Hi there!
I am using pytorch DDP to use multi-gpus and it seems to work well until I find out the model parameters across GPUs are different. (It should be same if all-reduce operation works properly)
I am debugging now but still not getting it.
My model wrapped with DDP looks like (doesn’t include “forward” function explicitly)
class MyModel(nn.Module):
def __init__(self, ...):
## Create other modules which have forward function
sub_model_a = SubModel(...)
sub_model_b = SubModel(...)
def func_a(self, image):
## Do something with sub_model_a
sub_model_a(image)
def func_b(self, image):
## Do something with sub_model_b
sub_model_b(image)
So my questions are
- Target module wrapped by DDP should have “forward” pass explicitly ?
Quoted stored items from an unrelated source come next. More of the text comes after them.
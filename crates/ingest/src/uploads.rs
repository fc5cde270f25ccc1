use anyhow::{Context, Result};
use std::path::PathBuf;
use tokio::fs;
use unicode_normalization::UnicodeNormalization;

/// Reduce a client-supplied file name to something safe to join onto the
/// upload directory: ASCII letters, digits, `.`, `_` and `-`, whitespace
/// turned into `_`, path separators dropped, no leading dots or underscores.
/// Accented letters are decomposed first so they keep their base letter.
pub fn secure_filename(name: &str) -> String {
    let decomposed: String = name.nfkd().collect();
    let flattened = decomposed.replace(['/', '\\'], " ");

    let joined = flattened
        .split_whitespace()
        .collect::<Vec<_>>()
        .join("_");

    let kept: String = joined
        .chars()
        .filter(|c| c.is_ascii_alphanumeric() || matches!(c, '.' | '_' | '-'))
        .collect();

    kept.trim_matches(|c| c == '.' || c == '_').to_string()
}

/// Stores uploaded files under one directory, keyed by sanitized name.
#[derive(Debug, Clone)]
pub struct UploadStore {
    dir: PathBuf,
}

impl UploadStore {
    pub fn new(dir: impl Into<PathBuf>) -> Self {
        Self { dir: dir.into() }
    }

    /// Write `bytes` as `<dir>/<secure name>`, replacing any earlier upload
    /// of the same name.
    pub async fn save(&self, filename: &str, bytes: &[u8]) -> Result<PathBuf> {
        let safe = secure_filename(filename);
        if safe.is_empty() {
            anyhow::bail!("Invalid upload file name: {:?}", filename);
        }

        let path = self.dir.join(&safe);
        fs::write(&path, bytes)
            .await
            .context(format!("Failed to save upload to {:?}", path))?;

        tracing::debug!(path = %path.display(), bytes = bytes.len(), "Saved upload");
        Ok(path)
    }
}
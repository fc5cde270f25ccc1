//! Read-only view over a dependency-parsed document.
//!
//! Tokens live in a flat arena; heads and children are indices into it.
//! The wire format is the JSON emitted by spaCy's `Doc.to_json()`, where
//! every `start`/`end` is a character offset into `text` and `head` is an
//! absolute token index (a root points at itself).

use anyhow::{Context, Result, bail};
use serde::{Deserialize, Serialize};
use std::ops::Range;

use crate::schema::EntityMention;

#[derive(Debug, Clone, Serialize, Deserialize)]
pub struct DocJson {
    pub text: String,
    #[serde(default)]
    pub ents: Vec<EntJson>,
    #[serde(default)]
    pub sents: Vec<SentJson>,
    pub tokens: Vec<TokenJson>,
}

#[derive(Debug, Clone, Serialize, Deserialize)]
pub struct EntJson {
    pub start: usize,
    pub end: usize,
    pub label: String,
}

#[derive(Debug, Clone, Serialize, Deserialize)]
pub struct SentJson {
    pub start: usize,
    pub end: usize,
}

#[derive(Debug, Clone, Serialize, Deserialize)]
pub struct TokenJson {
    pub id: usize,
    pub start: usize,
    pub end: usize,
    #[serde(default)]
    pub pos: String,
    #[serde(default)]
    pub tag: String,
    #[serde(default)]
    pub dep: String,
    pub head: usize,
    #[serde(default)]
    pub lemma: Option<String>,
}

#[derive(Debug, Clone, PartialEq, Eq)]
pub struct Token {
    pub text: String,
    pub lemma: String,
    pub pos: String,
    pub tag: String,
    pub dep: String,
    pub head: usize,
}

#[derive(Debug, Clone)]
pub struct ParsedDocument {
    text: String,
    tokens: Vec<Token>,
    children: Vec<Vec<usize>>,
    sentences: Vec<Range<usize>>,
    entities: Vec<EntityMention>,
}

impl ParsedDocument {
    /// Assemble a document from already-resolved tokens. Sentences are token
    /// index ranges; an empty list means one sentence spanning every token.
    pub fn from_parts(
        text: String,
        tokens: Vec<Token>,
        mut sentences: Vec<Range<usize>>,
        entities: Vec<EntityMention>,
    ) -> Result<Self> {
        let n = tokens.len();

        for (i, token) in tokens.iter().enumerate() {
            if token.head >= n {
                bail!("Token {} has head {} outside the document ({} tokens)", i, token.head, n);
            }
        }

        // Every head chain has to end in a root within n hops.
        for start in 0..n {
            let mut current = start;
            let mut hops = 0;
            while tokens[current].head != current {
                current = tokens[current].head;
                hops += 1;
                if hops > n {
                    bail!("Dependency cycle through token {}", start);
                }
            }
        }

        let mut children = vec![Vec::new(); n];
        for (i, token) in tokens.iter().enumerate() {
            if token.head != i {
                children[token.head].push(i);
            }
        }

        if sentences.is_empty() && n > 0 {
            sentences.push(0..n);
        }
        for sent in &sentences {
            if sent.start > sent.end || sent.end > n {
                bail!("Sentence range {:?} outside the document ({} tokens)", sent, n);
            }
        }

        Ok(Self {
            text,
            tokens,
            children,
            sentences,
            entities,
        })
    }

    /// Build from the parser's JSON payload.
    pub fn from_json(doc: DocJson) -> Result<Self> {
        let offsets = CharOffsets::new(&doc.text);

        let mut tokens = Vec::with_capacity(doc.tokens.len());
        for (i, tok) in doc.tokens.iter().enumerate() {
            if tok.id != i {
                bail!("Token ids must be sequential: expected {}, found {}", i, tok.id);
            }
            let text = offsets
                .slice(&doc.text, tok.start, tok.end)
                .with_context(|| format!("Token {} has invalid offsets", i))?
                .to_string();
            let lemma = match &tok.lemma {
                Some(lemma) if !lemma.is_empty() => lemma.clone(),
                _ => text.clone(),
            };
            tokens.push(Token {
                text,
                lemma,
                pos: tok.pos.clone(),
                tag: tok.tag.clone(),
                dep: tok.dep.clone(),
                head: tok.head,
            });
        }

        let sentences = doc
            .sents
            .iter()
            .map(|sent| {
                let first = doc.tokens.partition_point(|t| t.start < sent.start);
                let last = doc.tokens.partition_point(|t| t.start < sent.end);
                first..last.max(first)
            })
            .collect();

        let mut entities = Vec::with_capacity(doc.ents.len());
        for ent in &doc.ents {
            let text = offsets
                .slice(&doc.text, ent.start, ent.end)
                .with_context(|| format!("Entity {:?} has invalid offsets", ent.label))?;
            entities.push(EntityMention::new(text, ent.label.clone()));
        }

        Self::from_parts(doc.text, tokens, sentences, entities)
    }

    pub fn text(&self) -> &str {
        &self.text
    }

    pub fn len(&self) -> usize {
        self.tokens.len()
    }

    pub fn is_empty(&self) -> bool {
        self.tokens.is_empty()
    }

    pub fn token(&self, index: usize) -> TokenRef<'_> {
        assert!(index < self.tokens.len(), "token index {} out of range", index);
        TokenRef { doc: self, index }
    }

    pub fn sentences(&self) -> impl Iterator<Item = Sentence<'_>> {
        self.sentences.iter().map(move |range| Sentence {
            doc: self,
            range: range.clone(),
        })
    }

    pub fn entities(&self) -> &[EntityMention] {
        &self.entities
    }
}

/// A borrowed token handle; cheap to copy.
#[derive(Clone, Copy)]
pub struct TokenRef<'a> {
    doc: &'a ParsedDocument,
    index: usize,
}

impl<'a> TokenRef<'a> {
    pub fn index(self) -> usize {
        self.index
    }

    fn data(self) -> &'a Token {
        &self.doc.tokens[self.index]
    }

    pub fn text(self) -> &'a str {
        &self.data().text
    }

    pub fn lemma(self) -> &'a str {
        &self.data().lemma
    }

    pub fn pos(self) -> &'a str {
        &self.data().pos
    }

    pub fn dep(self) -> &'a str {
        &self.data().dep
    }

    pub fn head(self) -> TokenRef<'a> {
        TokenRef {
            doc: self.doc,
            index: self.data().head,
        }
    }

    pub fn children(self) -> impl Iterator<Item = TokenRef<'a>> {
        let doc = self.doc;
        doc.children[self.index]
            .iter()
            .map(move |&index| TokenRef { doc, index })
    }

    /// Children that precede this token.
    pub fn lefts(self) -> impl Iterator<Item = TokenRef<'a>> {
        let index = self.index;
        self.children().filter(move |child| child.index < index)
    }

    /// Children that follow this token.
    pub fn rights(self) -> impl Iterator<Item = TokenRef<'a>> {
        let index = self.index;
        self.children().filter(move |child| child.index > index)
    }

    /// This token and everything it dominates, left to right.
    pub fn subtree(self) -> Vec<TokenRef<'a>> {
        let mut indices = vec![self.index];
        let mut stack = vec![self.index];
        while let Some(current) = stack.pop() {
            for &child in &self.doc.children[current] {
                indices.push(child);
                stack.push(child);
            }
        }
        indices.sort_unstable();
        indices
            .into_iter()
            .map(|index| TokenRef { doc: self.doc, index })
            .collect()
    }

    pub fn subtree_text(self) -> String {
        self.subtree()
            .into_iter()
            .map(|t| t.text())
            .collect::<Vec<_>>()
            .join(" ")
    }
}

impl std::fmt::Debug for TokenRef<'_> {
    fn fmt(&self, f: &mut std::fmt::Formatter<'_>) -> std::fmt::Result {
        f.debug_struct("TokenRef")
            .field("index", &self.index)
            .field("text", &self.text())
            .field("dep", &self.dep())
            .finish()
    }
}

#[derive(Clone)]
pub struct Sentence<'a> {
    doc: &'a ParsedDocument,
    range: Range<usize>,
}

impl<'a> Sentence<'a> {
    pub fn tokens(&self) -> impl Iterator<Item = TokenRef<'a>> {
        let doc = self.doc;
        self.range.clone().map(move |index| TokenRef { doc, index })
    }

    pub fn text(&self) -> String {
        self.tokens().map(|t| t.text()).collect::<Vec<_>>().join(" ")
    }
}

/// Maps character offsets to byte offsets.
struct CharOffsets {
    bytes: Vec<usize>,
}

impl CharOffsets {
    fn new(text: &str) -> Self {
        let mut bytes: Vec<usize> = text.char_indices().map(|(b, _)| b).collect();
        bytes.push(text.len());
        Self { bytes }
    }

    fn slice<'t>(&self, text: &'t str, start: usize, end: usize) -> Result<&'t str> {
        if start > end || end >= self.bytes.len() {
            bail!("offsets {}..{} outside text of {} chars", start, end, self.bytes.len() - 1);
        }
        Ok(&text[self.bytes[start]..self.bytes[end]])
    }
}

/// Builds documents token by token. Text is the tokens joined by single
/// spaces; heads are given relative to the start of the current sentence.
#[derive(Default)]
pub struct DocumentBuilder {
    tokens: Vec<Token>,
    sentences: Vec<Range<usize>>,
    entities: Vec<EntityMention>,
    sentence_start: usize,
}

impl DocumentBuilder {
    pub fn new() -> Self {
        Self::default()
    }

    pub fn token(mut self, text: &str, lemma: &str, pos: &str, dep: &str, head: usize) -> Self {
        self.tokens.push(Token {
            text: text.to_string(),
            lemma: lemma.to_string(),
            pos: pos.to_string(),
            tag: String::new(),
            dep: dep.to_string(),
            head: self.sentence_start + head,
        });
        self
    }

    pub fn end_sentence(mut self) -> Self {
        let end = self.tokens.len();
        self.sentences.push(self.sentence_start..end);
        self.sentence_start = end;
        self
    }

    pub fn entity(mut self, text: &str, label: &str) -> Self {
        self.entities.push(EntityMention::new(text, label));
        self
    }

    pub fn build(mut self) -> Result<ParsedDocument> {
        if self.sentence_start < self.tokens.len() {
            self = self.end_sentence();
        }
        let text = self
            .tokens
            .iter()
            .map(|t| t.text.as_str())
            .collect::<Vec<_>>()
            .join(" ");
        ParsedDocument::from_parts(text, self.tokens, self.sentences, self.entities)
    }
}

#[cfg(test)]
mod tests {
    use super::*;
    use serde_json::json;

    fn acme_json() -> DocJson {
        serde_json::from_value(json!({
            "text": "Acme Corp built it. Café opened.",
            "ents": [{"start": 0, "end": 9, "label": "ORG"}],
            "sents": [{"start": 0, "end": 19}, {"start": 20, "end": 32}],
            "tokens": [
                {"id": 0, "start": 0, "end": 4, "pos": "PROPN", "tag": "NNP", "dep": "compound", "head": 1, "lemma": "Acme"},
                {"id": 1, "start": 5, "end": 9, "pos": "PROPN", "tag": "NNP", "dep": "nsubj", "head": 2, "lemma": "Corp"},
                {"id": 2, "start": 10, "end": 15, "pos": "VERB", "tag": "VBD", "dep": "ROOT", "head": 2, "lemma": "build"},
                {"id": 3, "start": 16, "end": 18, "pos": "PRON", "tag": "PRP", "dep": "dobj", "head": 2, "lemma": "it"},
                {"id": 4, "start": 18, "end": 19, "pos": "PUNCT", "tag": ".", "dep": "punct", "head": 2},
                {"id": 5, "start": 20, "end": 24, "pos": "PROPN", "tag": "NNP", "dep": "nsubj", "head": 6, "lemma": "Café"},
                {"id": 6, "start": 25, "end": 31, "pos": "VERB", "tag": "VBD", "dep": "ROOT", "head": 6, "lemma": "open"},
                {"id": 7, "start": 31, "end": 32, "pos": "PUNCT", "tag": ".", "dep": "punct", "head": 6}
            ]
        }))
        .unwrap()
    }

    #[test]
    fn test_from_json_resolves_text_and_sentences() {
        let doc = ParsedDocument::from_json(acme_json()).unwrap();

        assert_eq!(doc.len(), 8);
        assert_eq!(doc.entities(), &[EntityMention::new("Acme Corp", "ORG")]);

        let sentences: Vec<String> = doc.sentences().map(|s| s.text()).collect();
        assert_eq!(sentences, vec!["Acme Corp built it .", "Café opened ."]);

        // Multi-byte characters are addressed by char offset.
        assert_eq!(doc.token(6).text(), "opened");
        assert_eq!(doc.token(4).lemma(), ".");
    }

    #[test]
    fn test_token_navigation() {
        let doc = ParsedDocument::from_json(acme_json()).unwrap();
        let verb = doc.token(2);

        let lefts: Vec<&str> = verb.lefts().map(|t| t.text()).collect();
        let rights: Vec<&str> = verb.rights().map(|t| t.text()).collect();
        assert_eq!(lefts, vec!["Corp"]);
        assert_eq!(rights, vec!["it", "."]);

        assert_eq!(doc.token(1).subtree_text(), "Acme Corp");
        assert_eq!(doc.token(0).head().text(), "Corp");
        assert_eq!(verb.head().index(), 2);
    }

    #[test]
    fn test_missing_sents_means_single_sentence() {
        let mut json = acme_json();
        json.sents.clear();
        let doc = ParsedDocument::from_json(json).unwrap();
        assert_eq!(doc.sentences().count(), 1);
    }

    #[test]
    fn test_rejects_out_of_range_head() {
        let result = DocumentBuilder::new()
            .token("runs", "run", "VERB", "ROOT", 3)
            .build();
        assert!(result.is_err());
    }

    #[test]
    fn test_rejects_cycles() {
        let result = DocumentBuilder::new()
            .token("a", "a", "NOUN", "dep", 1)
            .token("b", "b", "NOUN", "dep", 0)
            .build();
        assert!(result.is_err());
    }

    #[test]
    fn test_rejects_bad_offsets() {
        let mut json = acme_json();
        json.tokens[0].end = 400;
        assert!(ParsedDocument::from_json(json).is_err());
    }

    #[test]
    fn test_builder_heads_are_sentence_relative() {
        let doc = DocumentBuilder::new()
            .token("Bob", "Bob", "PROPN", "nsubj", 1)
            .token("ran", "run", "VERB", "ROOT", 1)
            .end_sentence()
            .token("Ann", "Ann", "PROPN", "nsubj", 1)
            .token("sat", "sit", "VERB", "ROOT", 1)
            .build()
            .unwrap();

        assert_eq!(doc.text(), "Bob ran Ann sat");
        assert_eq!(doc.token(2).head().text(), "sat");
        assert_eq!(doc.sentences().count(), 2);
    }
}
- If not, how can I check all-reduce function works properly ? Now, I explictly check model parameter value
- Since model attributes are wrapped to .module after DDP, I use “func_a” and “func_b” method of MyModel class as follows
mymodel = DDP(MyModel, device_ids=[rank])
mymodel = mymodel.module
for epoch in range(num_epochs):
## Just example
loss = mymodel.func_a()
loss.backward()
This pattern would be problematic with DDP ??
Thank you in advance.